Os últimos dois anos também tiveram área queimada muito acima da média, que para o mês de setembro é de 3.003 focos.
O mês de agosto também registrou trajetória de alta, com 5.474 focos, contra uma média de 3.532.
Efeito direto das queimadas, a qualidade do ar em Manaus foi considerada péssima nos últimos dias.
A metrópole com 2 milhões de habitantes ficou encoberta por uma nuvem tóxica de fuligem.
O elevado número de queimadas esta época do ano tem como explicação a estratégia de limpar o solo depois que uma área é desmatada para, em seguida, ser usada como pasto ou plantio.
Este ano, porém, o fogo tem se propagado com maior velocidade graças à seca severa que castiga a região Norte.
A estiagem já é considerada uma das piores que se tem notícia.
No final de setembro, o governador amazonense, Wilson Lima, decretou situação de emergência ambiental. A medida ficará em vigor por ao menos 90 dias e também já foi seguida pelo Acre.
Dos 62 municípios do Amazonas, 17 já estão em situação de emergência e 38, em alerta.
De acordo com Lima, mais de 100.000 amazonenses já são severamente afetados pela estiagem .
E o número deve piorar até o final de outubro, podendo alcançar meio milhão de pessoas sem acesso a alimentos e água potável.

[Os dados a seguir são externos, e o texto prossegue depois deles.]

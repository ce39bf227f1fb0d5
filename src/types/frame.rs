//! Frame types for inbound notification traffic

use std::fmt::Write as _;
use std::sync::Arc;

use super::Lens;

/// Raw notification payload as delivered by a transport client.
///
/// This is the unit that flows from a lens to the dispatcher. The bytes are
/// shared (zero-copy via Arc) between every broadcast receiver.
#[derive(Debug, Clone, PartialEq, Eq)]
pub struct RawFrame {
    /// Lens that produced the notification
    pub lens: Lens,

    /// Receive timestamp in milliseconds
    pub timestamp: u64,

    /// Notification bytes
    pub bytes: Arc<[u8]>,
}

impl RawFrame {
    pub fn new(lens: Lens, timestamp: u64, bytes: impl Into<Arc<[u8]>>) -> Self {
        Self { lens, timestamp, bytes: bytes.into() }
    }
}

/// A decoded protocol frame.
///
/// Immutable once decoded. `status` and `length` are mutually exclusive: the
/// second byte is read either as a status/ack code or as a length prefix.
#[derive(Debug, Clone, PartialEq, Eq)]
pub struct Frame {
    pub opcode: u8,
    pub length: Option<u8>,
    pub sequence: Option<u16>,
    pub status: Option<u8>,
    pub payload: Arc<[u8]>,
    pub raw: Arc<[u8]>,
}

impl Frame {
    /// Secondary selector used by the dispatch table.
    ///
    /// The status byte when present, otherwise the first payload byte.
    pub fn sub_opcode(&self) -> Option<u8> {
        self.status.or_else(|| self.payload.first().copied())
    }

    /// Uppercase hex rendering of the raw bytes.
    pub fn raw_hex(&self) -> String {
        to_hex(&self.raw)
    }
}

/// Uppercase hex without separators.
pub fn to_hex(bytes: &[u8]) -> String {
    let mut out = String::with_capacity(bytes.len() * 2);
    for byte in bytes {
        let _ = write!(out, "{byte:02X}");
    }
    out
}
//! Protocol and telemetry engine for two-lens BLE smart glasses.
//!
//! Each lens is a separate BLE peripheral exposing a Nordic UART service.
//! LensLink keeps both links armed, pings them on a jittered heartbeat,
//! decodes every notification into typed [`TelemetryEvent`]s and folds them
//! into a merged [`Snapshot`](telemetry::Snapshot) of the headset.
//!
//! # Features
//!
//! - **Links**: connect, MTU negotiation and notification arming with retries
//! - **Typed telemetry**: battery, case, vitals, gestures and acks per lens
//! - **Commands**: acked writes, paginated send-text and chunked bursts
//! - **Streams**: events, throttled snapshots and a console of warnings
//!
//! The BLE stack is abstracted behind [`Peripheral`]; plug in any GATT
//! client that can connect, discover, write and notify.
//!
//! ## Example
//!
//! ```rust,no_run
//! use std::sync::Arc;
//! use futures::StreamExt;
//! use lenslink::{EngineConfig, LensLink, PerLens, Peripheral, Target, UpdateRate};
//!
//! # async fn run(left: Arc<dyn Peripheral>, right: Arc<dyn Peripheral>) -> lenslink::Result<()> {
//! let glasses = LensLink::connect(PerLens::new(left, right), EngineConfig::default()).await?;
//! glasses.send_text("Hello from the phone", Target::Both).await?;
//!
//! let mut snapshots = glasses.snapshots(UpdateRate::Max(2));
//! while let Some(snapshot) = snapshots.next().await {
//!     println!("left battery: {:?}", snapshot.lens(lenslink::Lens::Left).battery_percent);
//! }
//! # Ok(())
//! # }
//! ```

// Core types and error handling
pub mod config;
mod error;
pub mod logging;
#[cfg(any(test, feature = "benchmark"))]
pub mod test_utils;
pub mod types;

// Wire level
pub mod protocol;
pub mod text;
pub mod transport;

// Engine tasks
pub mod burst;
pub mod connection;
pub mod driver;
pub mod heartbeat;
pub mod stream;
pub mod telemetry;

// Core exports
pub use config::EngineConfig;
pub use error::*;
pub use types::*;

// Main API exports
pub use connection::{CommandReply, GlassesConnection};
pub use telemetry::Snapshot;
pub use transport::{Peripheral, PeripheralEvent, ServiceInfo};

use std::path::Path;
use std::sync::Arc;

/// Entry point for glasses connections.
///
/// Builds a [`GlassesConnection`] and brings both links up.
///
/// ```rust,no_run
/// use std::sync::Arc;
/// use lenslink::{LensLink, PerLens, Peripheral};
///
/// # async fn run(left: Arc<dyn Peripheral>, right: Arc<dyn Peripheral>) -> lenslink::Result<()> {
/// let glasses = LensLink::connect_with_config_file(PerLens::new(left, right), "glasses.yaml").await?;
/// # Ok(())
/// # }
/// ```
pub struct LensLink;

impl LensLink {
    /// Build the engine and connect both lenses.
    ///
    /// # Errors
    ///
    /// Returns an error if the configuration is invalid or either lens fails
    /// to connect. Both links are closed before a connect error is returned.
    pub async fn connect(
        peripherals: PerLens<Arc<dyn Peripheral>>,
        config: EngineConfig,
    ) -> Result<GlassesConnection> {
        let connection = GlassesConnection::new(peripherals, config)?;
        connection.connect().await?;
        Ok(connection)
    }

    /// Like [`connect`](Self::connect) with configuration read from a YAML file.
    pub async fn connect_with_config_file(
        peripherals: PerLens<Arc<dyn Peripheral>>,
        path: impl AsRef<Path>,
    ) -> Result<GlassesConnection> {
        let config = EngineConfig::from_yaml_file(path)?;
        Self::connect(peripherals, config).await
    }
}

Lima também afirma que a seca provavelmente vai se estender ao longo de 2024, ganhando ainda mais intensidade até o próximo ano
O agravamento, diz o governador, se dará graças ao baixíssimo nível dos rios atualmente.
Lima acredita que o próximo período de chuvas, entre novembro e março, vai ser insuficiente para recuperar a bacia hidrográfica.
Como resultado, centenas de localidades estão isoladas pelas águas cada vez mais rasas dos rios, impedindo o abastecimento de produtos básicos.
Entre as medidas já colocadas em prática está a distribuição de kits de higiene pessoal e a renegociação de dívidas de produtores rurais.
A Defesa Civil, por sua vez, está fazendo a capacitação de agentes municipais e estaduais para atender a população.
Também vem realizando a entrega de purificadores de água e aquisição de caixas d’água para a população.
O governo federal enviou uma força-tarefa para a região para ajuda humanitária.
Além disso, anunciou que vai liberar 140 milhões de reais para dragar os rios Solimões e Madeira, ambos utilizados como vias de transporte e escoamento de mercadorias.
Desde o início de 2023, quando surgiram os primeiros indícios de formação do El Niño, climatologistas de todo o mundo avisam para as consequências do fenômeno sobre a floresta amazônica.
Fenômeno que consiste no aquecimento das águas do Oceano Pacífico ao largo da costa do Peru, o El Niño altera o padrão de circulação atmosférica, o que interfere na distribuição de chuvas e na temperatura em várias partes do planeta.
Normalmente, o El Niño provoca acentuação de chuvas no Sul e Sudeste do Brasil, sudeste dos Estados Unidos, no Chifre da África e na Ásia Central.
Ao mesmo tempo, desencadeia estiagens na Austrália, Indonésia, no sul da Ásia e na região Norte do Brasil.
Ou seja, a região da Amazônia se torna mais quente e seca em períodos de El Niño.
Para efeito de comparação, durante o último El Niño, entre 2015 e 2016, cerca de 2,5 bilhões de árvores morreram devido a estiagem prolongada, o que representa 1,2% de toda florestal tropical.
Cientistas alertam que o desenvolvimento do atual El Niño pode ser ainda pior, já que acontece em meio a uma escalada nos termômetros provocada pelo aquecimento global.
O somatório dos dois fenômenos trouxe recordes de temperatura ao longo do verão do Hemisfério Norte.
Ainda de acordo com pesquisadores, devido às mudanças climáticas, a Amazônia já está 1,5ºC mais quente na comparação com o período pré-Revolução Industrial.
Além disso, possui períodos de seca maiores na comparação com os padrões da década de 1970.